◆ EXERCISE INSTRUCTIONS
Report each line of the data that includes the word "security".

Data items

=== Begin Enclosure ===

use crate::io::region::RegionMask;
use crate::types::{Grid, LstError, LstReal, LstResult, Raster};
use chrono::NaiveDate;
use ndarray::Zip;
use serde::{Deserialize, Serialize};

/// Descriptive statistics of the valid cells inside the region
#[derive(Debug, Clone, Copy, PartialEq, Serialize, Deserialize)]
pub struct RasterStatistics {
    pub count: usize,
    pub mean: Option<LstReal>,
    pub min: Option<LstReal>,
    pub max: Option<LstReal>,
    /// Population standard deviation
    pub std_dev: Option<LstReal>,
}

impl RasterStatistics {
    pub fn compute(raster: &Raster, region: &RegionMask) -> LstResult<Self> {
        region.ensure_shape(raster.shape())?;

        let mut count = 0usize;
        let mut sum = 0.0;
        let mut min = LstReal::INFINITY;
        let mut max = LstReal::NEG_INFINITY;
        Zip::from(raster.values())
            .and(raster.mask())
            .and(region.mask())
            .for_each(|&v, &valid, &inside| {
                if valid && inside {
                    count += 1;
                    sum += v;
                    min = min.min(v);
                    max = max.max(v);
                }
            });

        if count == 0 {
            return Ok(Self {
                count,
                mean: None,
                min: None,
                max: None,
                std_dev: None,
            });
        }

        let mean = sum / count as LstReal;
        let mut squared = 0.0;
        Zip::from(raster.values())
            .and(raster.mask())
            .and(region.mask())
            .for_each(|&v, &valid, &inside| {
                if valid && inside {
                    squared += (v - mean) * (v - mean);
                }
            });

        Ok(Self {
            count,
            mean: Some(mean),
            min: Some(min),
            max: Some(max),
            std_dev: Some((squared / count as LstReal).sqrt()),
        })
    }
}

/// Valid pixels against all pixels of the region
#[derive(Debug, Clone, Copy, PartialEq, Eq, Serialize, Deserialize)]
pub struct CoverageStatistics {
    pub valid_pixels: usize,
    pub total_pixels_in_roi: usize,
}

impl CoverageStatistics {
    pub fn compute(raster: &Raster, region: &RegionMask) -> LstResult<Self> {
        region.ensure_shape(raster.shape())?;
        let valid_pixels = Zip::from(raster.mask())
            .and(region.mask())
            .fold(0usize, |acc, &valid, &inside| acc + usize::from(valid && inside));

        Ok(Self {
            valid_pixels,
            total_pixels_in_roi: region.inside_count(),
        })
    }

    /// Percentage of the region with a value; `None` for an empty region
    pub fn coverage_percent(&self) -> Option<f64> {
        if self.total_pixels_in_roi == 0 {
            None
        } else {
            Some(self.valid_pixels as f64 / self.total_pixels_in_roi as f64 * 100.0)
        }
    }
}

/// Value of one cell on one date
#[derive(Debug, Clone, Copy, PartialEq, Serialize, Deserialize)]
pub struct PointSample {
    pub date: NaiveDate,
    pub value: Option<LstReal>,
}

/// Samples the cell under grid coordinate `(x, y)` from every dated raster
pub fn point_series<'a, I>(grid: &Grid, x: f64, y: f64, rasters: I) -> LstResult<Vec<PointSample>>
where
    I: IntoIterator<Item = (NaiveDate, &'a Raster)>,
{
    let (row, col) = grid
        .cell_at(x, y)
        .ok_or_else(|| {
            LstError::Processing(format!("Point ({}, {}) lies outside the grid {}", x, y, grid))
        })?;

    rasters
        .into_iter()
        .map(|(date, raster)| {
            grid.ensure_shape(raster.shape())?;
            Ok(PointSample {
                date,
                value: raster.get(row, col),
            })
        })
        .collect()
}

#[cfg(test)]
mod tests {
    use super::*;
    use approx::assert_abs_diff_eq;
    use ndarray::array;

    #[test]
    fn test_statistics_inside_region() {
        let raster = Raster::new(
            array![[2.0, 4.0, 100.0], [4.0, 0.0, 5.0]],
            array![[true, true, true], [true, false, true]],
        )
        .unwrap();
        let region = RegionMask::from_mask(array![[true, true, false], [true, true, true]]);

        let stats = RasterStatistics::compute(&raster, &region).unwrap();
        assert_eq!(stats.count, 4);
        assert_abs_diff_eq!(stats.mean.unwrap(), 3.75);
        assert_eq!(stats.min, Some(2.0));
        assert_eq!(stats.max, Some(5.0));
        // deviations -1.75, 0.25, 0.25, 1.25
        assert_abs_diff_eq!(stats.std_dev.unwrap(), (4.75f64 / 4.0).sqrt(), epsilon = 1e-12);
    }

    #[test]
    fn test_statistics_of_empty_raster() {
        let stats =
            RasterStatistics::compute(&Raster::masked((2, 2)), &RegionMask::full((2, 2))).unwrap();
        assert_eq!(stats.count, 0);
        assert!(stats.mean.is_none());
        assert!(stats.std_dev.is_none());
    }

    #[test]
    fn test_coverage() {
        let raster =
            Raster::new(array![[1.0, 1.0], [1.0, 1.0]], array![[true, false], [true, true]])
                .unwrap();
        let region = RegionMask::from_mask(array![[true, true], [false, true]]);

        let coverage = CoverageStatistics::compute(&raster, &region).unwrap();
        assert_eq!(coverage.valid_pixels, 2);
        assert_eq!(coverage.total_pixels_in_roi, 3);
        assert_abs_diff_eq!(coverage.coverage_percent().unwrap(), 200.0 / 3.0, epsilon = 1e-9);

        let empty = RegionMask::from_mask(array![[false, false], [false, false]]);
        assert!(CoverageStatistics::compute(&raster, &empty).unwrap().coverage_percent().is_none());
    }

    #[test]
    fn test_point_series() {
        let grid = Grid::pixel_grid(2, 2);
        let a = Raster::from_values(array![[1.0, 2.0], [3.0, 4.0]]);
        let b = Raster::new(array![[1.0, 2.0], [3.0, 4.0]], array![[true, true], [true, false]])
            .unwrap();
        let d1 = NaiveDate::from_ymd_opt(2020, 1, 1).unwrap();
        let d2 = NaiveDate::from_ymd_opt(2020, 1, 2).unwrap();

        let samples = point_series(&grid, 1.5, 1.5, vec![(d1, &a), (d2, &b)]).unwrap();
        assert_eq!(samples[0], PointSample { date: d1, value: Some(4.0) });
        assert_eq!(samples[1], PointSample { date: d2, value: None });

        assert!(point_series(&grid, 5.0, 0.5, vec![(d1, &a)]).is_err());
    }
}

=== End Enclosure ===
=== Begin Enclosure ===

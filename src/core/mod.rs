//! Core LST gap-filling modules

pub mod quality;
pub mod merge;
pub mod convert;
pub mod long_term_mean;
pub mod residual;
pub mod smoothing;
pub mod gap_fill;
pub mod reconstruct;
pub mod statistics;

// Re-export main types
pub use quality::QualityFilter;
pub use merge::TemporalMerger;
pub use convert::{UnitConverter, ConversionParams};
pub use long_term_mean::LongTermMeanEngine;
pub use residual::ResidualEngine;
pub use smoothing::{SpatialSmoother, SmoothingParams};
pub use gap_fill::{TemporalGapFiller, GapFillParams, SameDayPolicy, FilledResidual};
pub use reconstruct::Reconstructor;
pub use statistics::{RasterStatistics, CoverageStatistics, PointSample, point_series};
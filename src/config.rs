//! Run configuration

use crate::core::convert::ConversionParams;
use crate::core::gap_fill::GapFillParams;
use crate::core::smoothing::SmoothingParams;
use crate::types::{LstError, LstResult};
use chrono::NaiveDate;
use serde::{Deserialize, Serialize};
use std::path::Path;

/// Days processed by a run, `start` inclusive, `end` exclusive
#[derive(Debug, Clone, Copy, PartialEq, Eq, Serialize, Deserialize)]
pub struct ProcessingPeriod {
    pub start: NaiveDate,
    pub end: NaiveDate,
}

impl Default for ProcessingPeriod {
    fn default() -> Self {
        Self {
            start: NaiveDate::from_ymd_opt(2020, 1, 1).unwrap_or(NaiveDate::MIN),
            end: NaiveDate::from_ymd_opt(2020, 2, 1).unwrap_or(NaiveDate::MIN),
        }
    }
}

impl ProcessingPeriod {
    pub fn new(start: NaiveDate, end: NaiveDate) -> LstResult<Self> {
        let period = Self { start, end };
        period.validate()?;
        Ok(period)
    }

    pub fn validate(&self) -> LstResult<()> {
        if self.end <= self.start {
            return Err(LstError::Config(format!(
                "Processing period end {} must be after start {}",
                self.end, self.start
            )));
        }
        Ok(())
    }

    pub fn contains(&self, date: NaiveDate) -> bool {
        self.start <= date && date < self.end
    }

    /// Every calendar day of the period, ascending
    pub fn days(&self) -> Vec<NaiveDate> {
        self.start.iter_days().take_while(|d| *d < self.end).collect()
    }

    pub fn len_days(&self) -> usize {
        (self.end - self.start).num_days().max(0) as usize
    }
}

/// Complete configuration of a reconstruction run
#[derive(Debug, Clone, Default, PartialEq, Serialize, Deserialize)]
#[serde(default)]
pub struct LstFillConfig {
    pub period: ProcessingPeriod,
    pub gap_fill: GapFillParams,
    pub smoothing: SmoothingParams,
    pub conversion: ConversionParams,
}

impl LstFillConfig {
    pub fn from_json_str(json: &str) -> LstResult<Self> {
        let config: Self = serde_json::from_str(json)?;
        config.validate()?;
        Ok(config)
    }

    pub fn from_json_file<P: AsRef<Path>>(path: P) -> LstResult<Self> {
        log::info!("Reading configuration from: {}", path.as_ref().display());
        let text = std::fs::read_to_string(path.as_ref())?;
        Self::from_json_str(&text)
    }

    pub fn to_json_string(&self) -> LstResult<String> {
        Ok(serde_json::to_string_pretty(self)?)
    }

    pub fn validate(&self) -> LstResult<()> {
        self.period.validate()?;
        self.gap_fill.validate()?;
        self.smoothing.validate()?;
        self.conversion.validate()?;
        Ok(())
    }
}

=== End Enclosure ===
=== Begin Enclosure ===

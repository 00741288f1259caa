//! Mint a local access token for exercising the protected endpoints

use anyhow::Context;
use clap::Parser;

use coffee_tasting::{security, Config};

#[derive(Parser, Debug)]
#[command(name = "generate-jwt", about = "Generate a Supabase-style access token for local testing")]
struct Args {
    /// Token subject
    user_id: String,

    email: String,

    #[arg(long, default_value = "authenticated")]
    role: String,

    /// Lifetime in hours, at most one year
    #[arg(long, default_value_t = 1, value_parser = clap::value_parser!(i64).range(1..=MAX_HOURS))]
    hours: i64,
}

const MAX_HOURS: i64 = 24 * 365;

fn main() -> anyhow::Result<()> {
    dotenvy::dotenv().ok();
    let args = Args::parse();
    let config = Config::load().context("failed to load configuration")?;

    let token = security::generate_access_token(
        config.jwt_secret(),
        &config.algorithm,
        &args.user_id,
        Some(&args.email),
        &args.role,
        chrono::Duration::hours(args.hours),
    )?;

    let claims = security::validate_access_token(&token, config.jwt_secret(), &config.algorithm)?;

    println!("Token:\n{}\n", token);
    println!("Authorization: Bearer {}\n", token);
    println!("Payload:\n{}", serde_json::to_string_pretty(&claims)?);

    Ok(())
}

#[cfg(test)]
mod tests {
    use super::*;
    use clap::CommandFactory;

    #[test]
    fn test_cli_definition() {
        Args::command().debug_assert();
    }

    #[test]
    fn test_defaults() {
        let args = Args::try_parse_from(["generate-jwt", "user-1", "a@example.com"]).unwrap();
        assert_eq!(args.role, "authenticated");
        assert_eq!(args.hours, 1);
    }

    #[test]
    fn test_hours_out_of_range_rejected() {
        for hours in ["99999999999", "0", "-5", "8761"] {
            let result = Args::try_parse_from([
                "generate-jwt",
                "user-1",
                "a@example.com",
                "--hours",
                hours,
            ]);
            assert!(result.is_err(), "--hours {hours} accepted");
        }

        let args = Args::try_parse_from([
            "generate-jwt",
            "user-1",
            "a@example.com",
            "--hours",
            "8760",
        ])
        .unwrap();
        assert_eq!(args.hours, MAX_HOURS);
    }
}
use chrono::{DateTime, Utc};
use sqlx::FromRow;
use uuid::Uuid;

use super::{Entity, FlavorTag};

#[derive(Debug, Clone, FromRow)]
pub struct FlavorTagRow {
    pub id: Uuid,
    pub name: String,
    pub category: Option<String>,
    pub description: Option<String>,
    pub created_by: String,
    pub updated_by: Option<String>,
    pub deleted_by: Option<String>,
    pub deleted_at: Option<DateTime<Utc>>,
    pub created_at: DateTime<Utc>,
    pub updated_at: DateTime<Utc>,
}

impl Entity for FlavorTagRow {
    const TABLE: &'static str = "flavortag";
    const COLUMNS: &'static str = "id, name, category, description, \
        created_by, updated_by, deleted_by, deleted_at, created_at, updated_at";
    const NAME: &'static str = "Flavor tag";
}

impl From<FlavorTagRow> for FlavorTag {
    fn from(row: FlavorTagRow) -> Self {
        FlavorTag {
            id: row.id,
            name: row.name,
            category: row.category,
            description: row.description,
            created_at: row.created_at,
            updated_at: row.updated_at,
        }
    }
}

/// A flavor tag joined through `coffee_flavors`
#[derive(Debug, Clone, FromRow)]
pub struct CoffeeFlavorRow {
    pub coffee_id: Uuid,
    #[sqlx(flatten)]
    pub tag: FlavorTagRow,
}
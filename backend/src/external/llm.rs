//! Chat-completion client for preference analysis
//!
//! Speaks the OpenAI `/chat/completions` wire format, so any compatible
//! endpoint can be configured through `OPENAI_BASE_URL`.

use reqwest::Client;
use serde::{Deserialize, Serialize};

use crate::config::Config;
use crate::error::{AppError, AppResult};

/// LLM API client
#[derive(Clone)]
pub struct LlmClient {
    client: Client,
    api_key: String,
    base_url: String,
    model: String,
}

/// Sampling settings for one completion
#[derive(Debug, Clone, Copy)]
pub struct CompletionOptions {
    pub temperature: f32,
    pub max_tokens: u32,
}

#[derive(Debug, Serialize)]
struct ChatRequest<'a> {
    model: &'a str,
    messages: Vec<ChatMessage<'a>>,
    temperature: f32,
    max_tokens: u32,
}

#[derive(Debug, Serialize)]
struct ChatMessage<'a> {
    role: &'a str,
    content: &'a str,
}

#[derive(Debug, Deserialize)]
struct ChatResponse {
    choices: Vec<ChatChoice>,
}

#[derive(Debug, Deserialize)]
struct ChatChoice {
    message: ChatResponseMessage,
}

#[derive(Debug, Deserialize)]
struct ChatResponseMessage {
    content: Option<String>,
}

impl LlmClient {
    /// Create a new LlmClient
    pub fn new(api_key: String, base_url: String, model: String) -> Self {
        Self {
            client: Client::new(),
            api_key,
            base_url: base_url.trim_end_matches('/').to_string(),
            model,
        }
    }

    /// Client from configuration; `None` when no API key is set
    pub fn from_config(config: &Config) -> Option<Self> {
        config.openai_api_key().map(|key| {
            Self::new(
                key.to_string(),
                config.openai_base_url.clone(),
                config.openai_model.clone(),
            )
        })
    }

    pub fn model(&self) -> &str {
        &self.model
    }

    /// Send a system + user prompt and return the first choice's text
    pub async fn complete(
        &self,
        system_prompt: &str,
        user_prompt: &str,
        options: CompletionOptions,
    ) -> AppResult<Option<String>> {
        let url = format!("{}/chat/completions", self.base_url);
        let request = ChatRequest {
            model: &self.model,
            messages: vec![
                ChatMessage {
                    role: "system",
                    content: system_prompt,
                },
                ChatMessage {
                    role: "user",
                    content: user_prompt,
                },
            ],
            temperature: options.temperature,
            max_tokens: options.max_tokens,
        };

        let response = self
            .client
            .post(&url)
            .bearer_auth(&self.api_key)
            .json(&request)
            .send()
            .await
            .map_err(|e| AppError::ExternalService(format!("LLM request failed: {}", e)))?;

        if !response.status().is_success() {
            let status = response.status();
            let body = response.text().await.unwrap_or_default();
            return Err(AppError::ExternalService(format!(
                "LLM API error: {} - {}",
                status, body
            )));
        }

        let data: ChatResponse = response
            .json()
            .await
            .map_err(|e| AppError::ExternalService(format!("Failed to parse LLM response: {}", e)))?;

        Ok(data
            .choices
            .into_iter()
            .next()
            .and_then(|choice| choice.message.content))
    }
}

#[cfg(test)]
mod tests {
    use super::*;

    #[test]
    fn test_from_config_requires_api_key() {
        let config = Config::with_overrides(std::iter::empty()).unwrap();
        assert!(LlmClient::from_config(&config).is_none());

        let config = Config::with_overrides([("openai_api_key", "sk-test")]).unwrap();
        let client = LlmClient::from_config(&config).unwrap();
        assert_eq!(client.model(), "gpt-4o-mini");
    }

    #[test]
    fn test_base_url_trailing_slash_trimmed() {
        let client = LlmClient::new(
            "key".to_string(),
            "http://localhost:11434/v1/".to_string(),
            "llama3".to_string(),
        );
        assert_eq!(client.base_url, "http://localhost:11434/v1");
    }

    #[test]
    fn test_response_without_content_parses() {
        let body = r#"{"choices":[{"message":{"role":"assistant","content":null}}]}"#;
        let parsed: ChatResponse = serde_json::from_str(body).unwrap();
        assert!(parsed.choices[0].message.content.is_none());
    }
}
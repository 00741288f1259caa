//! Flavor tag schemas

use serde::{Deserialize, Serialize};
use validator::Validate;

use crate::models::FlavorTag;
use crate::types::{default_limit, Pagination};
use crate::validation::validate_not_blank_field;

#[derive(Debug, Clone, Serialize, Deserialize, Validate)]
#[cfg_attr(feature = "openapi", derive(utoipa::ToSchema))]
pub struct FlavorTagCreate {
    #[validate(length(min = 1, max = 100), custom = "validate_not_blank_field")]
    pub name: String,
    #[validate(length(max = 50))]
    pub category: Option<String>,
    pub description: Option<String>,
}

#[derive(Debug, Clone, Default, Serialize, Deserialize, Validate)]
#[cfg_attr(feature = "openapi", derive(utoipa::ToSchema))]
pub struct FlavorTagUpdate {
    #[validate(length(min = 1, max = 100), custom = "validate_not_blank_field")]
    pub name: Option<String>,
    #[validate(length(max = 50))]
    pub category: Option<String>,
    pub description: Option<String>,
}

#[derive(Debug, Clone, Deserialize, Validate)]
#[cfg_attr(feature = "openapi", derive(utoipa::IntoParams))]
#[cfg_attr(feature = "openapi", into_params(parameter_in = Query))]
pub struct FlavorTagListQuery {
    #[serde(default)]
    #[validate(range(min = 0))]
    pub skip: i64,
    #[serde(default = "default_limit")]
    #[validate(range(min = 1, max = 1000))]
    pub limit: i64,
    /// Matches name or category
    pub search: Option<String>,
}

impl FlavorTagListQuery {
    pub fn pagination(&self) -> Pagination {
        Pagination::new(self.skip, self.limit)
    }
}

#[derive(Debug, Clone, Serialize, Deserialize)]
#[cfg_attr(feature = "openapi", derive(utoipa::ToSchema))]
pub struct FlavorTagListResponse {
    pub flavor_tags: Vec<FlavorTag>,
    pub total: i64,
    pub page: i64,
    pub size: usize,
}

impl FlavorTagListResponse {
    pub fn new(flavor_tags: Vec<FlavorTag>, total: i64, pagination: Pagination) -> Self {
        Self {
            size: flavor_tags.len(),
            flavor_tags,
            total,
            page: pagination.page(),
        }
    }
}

=== End Enclosure ===

◆ EXERCISE RESULT
use coffee_tasting::{security, Config};
    let token = security::generate_access_token(
    let claims = security::validate_access_token(&token, config.jwt_secret(), &config.algorithm)?;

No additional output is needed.